This is Money - June 29, 2008
HSBC is believed to have approached potential buyers for its skyscraper head office in London's Canary Wharf amid fears it might have to repossess the building from the Spanish property group that paid a record £1.1bn for it last year.
Metrovacesa, Spain's largest property company, is trying to refinance the £810m of short-term debt it took out with HSBC to buy 8 Canada Square, in what was Britain's biggest single building sale. Although the loan runs until November, Metrovacesa and the banking giant are thought to have wanted to thrash out a refinancing by the end of this month.
However, with lenders having shut up shop in the credit crunch, borrowings are hard to find.
If Metrovacesa, controlled by the Sanahuja family, cannot refinance, HSBC may take back possession of the 42-storey tower - its global headquarters since 2002. In recent weeks it has made approaches to possible buyers, including sovereign wealth funds.

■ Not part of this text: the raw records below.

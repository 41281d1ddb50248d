use axum::http::StatusCode;
use axum::response::{IntoResponse, Response};
use serde::Serialize;
use utoipa::ToSchema;

/// Body returned in place of upstream detail on 500 responses.
pub const UPSTREAM_FAILURE_MESSAGE: &str = "Upstream weather service request failed";

/// Standard error response body.
#[derive(Debug, Serialize, ToSchema)]
pub struct ErrorResponse {
    /// Human-readable error message
    pub error: String,
}

#[derive(Debug, thiserror::Error)]
pub enum AppError {
    #[error("Not found: {0}")]
    NotFound(String),

    #[error("Missing parameter: {0}")]
    MissingParameter(String),

    #[error("Bad request: {0}")]
    BadRequest(String),

    #[error("Upstream error: {0}")]
    UpstreamError(String),

    #[error("Internal error: {0}")]
    InternalError(String),
}

impl IntoResponse for AppError {
    fn into_response(self) -> Response {
        let (status, message) = match &self {
            AppError::NotFound(msg) => (StatusCode::NOT_FOUND, msg.clone()),
            AppError::MissingParameter(msg) | AppError::BadRequest(msg) => {
                (StatusCode::BAD_REQUEST, msg.clone())
            }
            AppError::UpstreamError(msg) => {
                tracing::error!("Upstream error: {}", msg);
                (
                    StatusCode::INTERNAL_SERVER_ERROR,
                    UPSTREAM_FAILURE_MESSAGE.to_string(),
                )
            }
            AppError::InternalError(msg) => {
                tracing::error!("Internal error: {}", msg);
                (
                    StatusCode::INTERNAL_SERVER_ERROR,
                    "Internal server error".to_string(),
                )
            }
        };

        (status, axum::Json(ErrorResponse { error: message })).into_response()
    }
}

#[cfg(test)]
mod tests {
    use super::*;

    async fn body_of(err: AppError) -> (StatusCode, serde_json::Value) {
        let response = err.into_response();
        let status = response.status();
        let bytes = axum::body::to_bytes(response.into_body(), usize::MAX)
            .await
            .unwrap();
        (status, serde_json::from_slice(&bytes).unwrap())
    }

    #[tokio::test]
    async fn test_not_found_keeps_message() {
        let (status, body) = body_of(AppError::NotFound("City not found".into())).await;
        assert_eq!(status, StatusCode::NOT_FOUND);
        assert_eq!(body, serde_json::json!({ "error": "City not found" }));
    }

    #[tokio::test]
    async fn test_missing_parameter_is_bad_request() {
        let (status, body) = body_of(AppError::MissingParameter("name required".into())).await;
        assert_eq!(status, StatusCode::BAD_REQUEST);
        assert_eq!(body["error"], "name required");
    }

    #[tokio::test]
    async fn test_upstream_detail_is_not_leaked() {
        let (status, body) = body_of(AppError::UpstreamError(
            "open-meteo returned HTTP 503: secret-internal-host".into(),
        ))
        .await;
        assert_eq!(status, StatusCode::INTERNAL_SERVER_ERROR);
        assert_eq!(body["error"], UPSTREAM_FAILURE_MESSAGE);
    }
}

If HSBC, which has been under attack from investment company Knight Vinke over its troubled US business, repossesses the building, it will be keen to sell it on quickly.
However, the appetite for major property deals has dried up and the bank's advances have been snubbed by at least one potential buyer. A spokesman for HSBC declined to comment. Under the terms of the deal with Metrovacesa, HSBC agreed to lease back the building for 20 years at an annual rent of £43.5m with an option to extend for a further five years.
In Metrovacesa's accounts for last year it had written down the value of the building to £1bn. The Sanahujas, who started their property empire in the Seventies in Barcelona, fought a tough battle for control of Metrovacesa in 2006.